The agent that commenter was referring to (please let me believe there's only one of him) has a practice of sending full manuscripts to an editor for opinion of saleability before deciding whether or not to offer representation. Needless to say, his sales ratio is extrememly high because he never gambles--just "uses up" the book in question at that house if he passes.

The silly rabbit did it to Gerard Jones, so it's been documented for posterity. You know, ver batim and such.

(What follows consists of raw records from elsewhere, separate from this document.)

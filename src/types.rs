use serde::{Deserialize, Serialize};
use std::collections::BTreeMap;
use std::time::{SystemTime, UNIX_EPOCH};

pub const LOOKUP_CACHE_MAX: usize = 1500;
pub const REVIEW_QUEUE_MAX: usize = 500;

/// One sense of a looked-up word. `translation` and `example_translation`
/// are filled in by the translation enricher after the provider response
/// is mapped; both stay absent when every provider declines.
#[derive(Debug, Clone, PartialEq, Serialize, Deserialize)]
#[serde(rename_all = "camelCase")]
pub struct DefinitionItem {
    pub part_of_speech: String,
    pub definition: String,
    #[serde(skip_serializing_if = "Option::is_none")]
    pub example: Option<String>,
    #[serde(skip_serializing_if = "Option::is_none")]
    pub example_translation: Option<String>,
    #[serde(skip_serializing_if = "Option::is_none")]
    pub translation: Option<String>,
}

impl DefinitionItem {
    pub fn new(part_of_speech: impl Into<String>, definition: impl Into<String>) -> Self {
        Self {
            part_of_speech: part_of_speech.into(),
            definition: definition.into(),
            example: None,
            example_translation: None,
            translation: None,
        }
    }
}

#[derive(Debug, Clone, Default, PartialEq, Serialize, Deserialize)]
pub struct Phonetic {
    #[serde(skip_serializing_if = "Option::is_none")]
    pub uk: Option<String>,
    #[serde(skip_serializing_if = "Option::is_none")]
    pub us: Option<String>,
}

impl Phonetic {
    pub fn both(value: Option<String>) -> Self {
        Self {
            uk: value.clone(),
            us: value,
        }
    }

    pub fn is_empty(&self) -> bool {
        self.uk.is_none() && self.us.is_none()
    }
}

#[derive(Debug, Clone, Default, PartialEq, Serialize, Deserialize)]
pub struct AudioLinks {
    #[serde(skip_serializing_if = "Option::is_none")]
    pub uk: Option<String>,
    #[serde(skip_serializing_if = "Option::is_none")]
    pub us: Option<String>,
}

/// The unit of lookup result. `word` keeps provider casing for display;
/// the collection store always keys by the lowercase form.
#[derive(Debug, Clone, PartialEq, Serialize, Deserialize)]
#[serde(rename_all = "camelCase")]
pub struct WordRecord {
    pub word: String,
    #[serde(skip_serializing_if = "Option::is_none")]
    pub translation_zh: Option<String>,
    #[serde(skip_serializing_if = "Option::is_none")]
    pub context_sentence: Option<String>,
    #[serde(skip_serializing_if = "Option::is_none")]
    pub context_sentence_zh: Option<String>,
    #[serde(skip_serializing_if = "Option::is_none")]
    pub context_explanation_zh: Option<String>,
    #[serde(default)]
    pub phonetic: Phonetic,
    #[serde(default)]
    pub audio: AudioLinks,
    pub definitions: Vec<DefinitionItem>,
    #[serde(skip_serializing_if = "Option::is_none")]
    pub morphology: Option<Vec<String>>,
    #[serde(skip_serializing_if = "Option::is_none")]
    pub morphology_phonetics: Option<BTreeMap<String, Phonetic>>,
    #[serde(skip_serializing_if = "Option::is_none")]
    pub collected_at: Option<u64>,
}

impl WordRecord {
    pub fn new(word: impl Into<String>) -> Self {
        Self {
            word: word.into(),
            translation_zh: None,
            context_sentence: None,
            context_sentence_zh: None,
            context_explanation_zh: None,
            phonetic: Phonetic::default(),
            audio: AudioLinks::default(),
            definitions: Vec::new(),
            morphology: None,
            morphology_phonetics: None,
            collected_at: None,
        }
    }

    /// Context fields are request-specific, not word-specific. Cached
    /// records never carry them; they are recomputed per lookup.
    pub fn strip_context(&mut self) {
        self.context_sentence = None;
        self.context_sentence_zh = None;
        self.context_explanation_zh = None;
    }

    pub fn has_context(&self) -> bool {
        self.context_sentence.is_some()
            || self.context_sentence_zh.is_some()
            || self.context_explanation_zh.is_some()
    }
}

/// Cache wrapper stored under the normalized query key. `seq` breaks
/// `cached_at` ties when several writes land in the same millisecond.
#[derive(Debug, Clone, Serialize, Deserialize)]
#[serde(rename_all = "camelCase")]
pub struct LookupCacheEntry {
    pub data: WordRecord,
    pub cached_at: u64,
    #[serde(default)]
    pub seq: u64,
}

#[derive(Debug, Clone, PartialEq, Serialize, Deserialize)]
#[serde(rename_all = "camelCase")]
pub struct ReviewQueueItem {
    pub word: String,
    pub added_at: u64,
}

#[derive(Debug, Clone, Serialize, Deserialize)]
#[serde(rename_all = "camelCase")]
pub struct CollectionSyncEntry {
    pub word: String,
    pub data: WordRecord,
    pub collected_at: u64,
}

#[derive(Debug, Clone, Serialize, Deserialize)]
pub struct CollectionSyncPayload {
    pub words: Vec<CollectionSyncEntry>,
}

#[derive(Debug, Clone, Copy, PartialEq, Eq, Default, Serialize, Deserialize)]
#[serde(rename_all = "lowercase")]
pub enum Accent {
    #[default]
    Uk,
    Us,
}

#[derive(Debug, Clone, Copy, PartialEq, Eq, Default, Serialize, Deserialize)]
#[serde(rename_all = "camelCase")]
pub struct Settings {
    #[serde(default)]
    pub morphology_accent: Accent,
}

/// Collapse arbitrary stored JSON into a valid settings object. Anything
/// that is not an object with a recognized accent yields the default.
pub fn normalize_settings(input: Option<&serde_json::Value>) -> Settings {
    let Some(value) = input else {
        return Settings::default();
    };
    let accent = value
        .get("morphologyAccent")
        .and_then(|v| v.as_str())
        .map(|v| if v == "us" { Accent::Us } else { Accent::Uk })
        .unwrap_or_default();
    Settings {
        morphology_accent: accent,
    }
}

pub fn now_ms() -> u64 {
    SystemTime::now()
        .duration_since(UNIX_EPOCH)
        .unwrap_or_default()
        .as_millis() as u64
}

#[cfg(test)]
mod tests {
    use super::*;
    use serde_json::json;

    #[test]
    fn settings_default_for_invalid_input() {
        assert_eq!(normalize_settings(None), Settings::default());
        assert_eq!(normalize_settings(Some(&json!("x"))), Settings::default());
        assert_eq!(normalize_settings(Some(&json!(null))), Settings::default());
    }

    #[test]
    fn settings_accept_us_accent() {
        let value = json!({ "morphologyAccent": "us" });
        assert_eq!(
            normalize_settings(Some(&value)),
            Settings {
                morphology_accent: Accent::Us
            }
        );
    }

    #[test]
    fn settings_collapse_unknown_accent_to_default() {
        let value = json!({ "morphologyAccent": "au" });
        assert_eq!(normalize_settings(Some(&value)), Settings::default());
    }

    #[test]
    fn strip_context_is_idempotent() {
        let mut record = WordRecord::new("apple");
        record.definitions.push(DefinitionItem::new("noun", "a fruit"));
        let before = record.clone();
        record.strip_context();
        assert_eq!(record, before);
        assert!(!record.has_context());
    }

    #[test]
    fn record_round_trips_with_camel_case_keys() {
        let mut record = WordRecord::new("Apple");
        record.translation_zh = Some("苹果".to_string());
        record.definitions.push(DefinitionItem::new("noun", "a fruit"));
        record.collected_at = Some(42);
        let value = serde_json::to_value(&record).unwrap();
        assert_eq!(value["translationZh"], "苹果");
        assert_eq!(value["collectedAt"], 42);
        assert_eq!(value["definitions"][0]["partOfSpeech"], "noun");
        let back: WordRecord = serde_json::from_value(value).unwrap();
        assert_eq!(back, record);
    }
}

No Holy Moly was involved. Holy Moly could never be anything but a good thing, right? Rock on!

Steve Stubbs said...

Holy moly, did you do that? Holy moly.

At least Alicia is in good hands.

fellow-ette said...

Thanks for this post!

So is it acceptable protocol to ask a prospective agent who has expressed interest in signing you if you can talk to his/her other clients? I've been wondering this in the abstract for a while and you seem to suggest it's okay!

freddie said...

I'm with Julie. I hope that agents don't stop twittering and blogging. Too much good info.

RobinR said...
This comment has been removed by the author.
Anonymous said...

I actually don;t really understand why it's unethical to talk to other publishing ppl about a book before deciding to represent it..

Anonymous said...

This is a classic example of the metaphysical truism: A is always wrong, except for when it is right; and B is always right, except for when it is wrong.

Paradox! It's what's for dinner!!


December/Stacia said...

Dittoing Mags. The agent in question isn't just talking up a book; he's submitting it without a signed agreement, thus either forcing the author to go with him or making it impossible for them to sign with another agent.

Anonymous said...

Take Alysia Sofios...

Sigh. The only time I snoozed and lost...and even while sitting at the same damn table with you! If I had to lose Alysia, I'm glad I lost her to you. Now, let me turn around so you may kick my ass just one more time, eh?

Beth said...

Holy moly. Now I want to read that book.

Colorado Writer said...

One can only wish for this awesome scenario!

MeganRebekah said...

I would gladly allow an agent to talk about my book if that she showed that type of love and enthusiasm for it!

Jolie said...

Oh, hell YES I want to read that. Gimme gimme!

Anonymous said...

I live in Fresno, and was here during the time when that story broke. Bravo, absolutely, bravo to the reporter. That man made me reconsider my position on the death penalty and that's saying a lot.

Also, you wanted to sign this woman on the spot, different thing all together.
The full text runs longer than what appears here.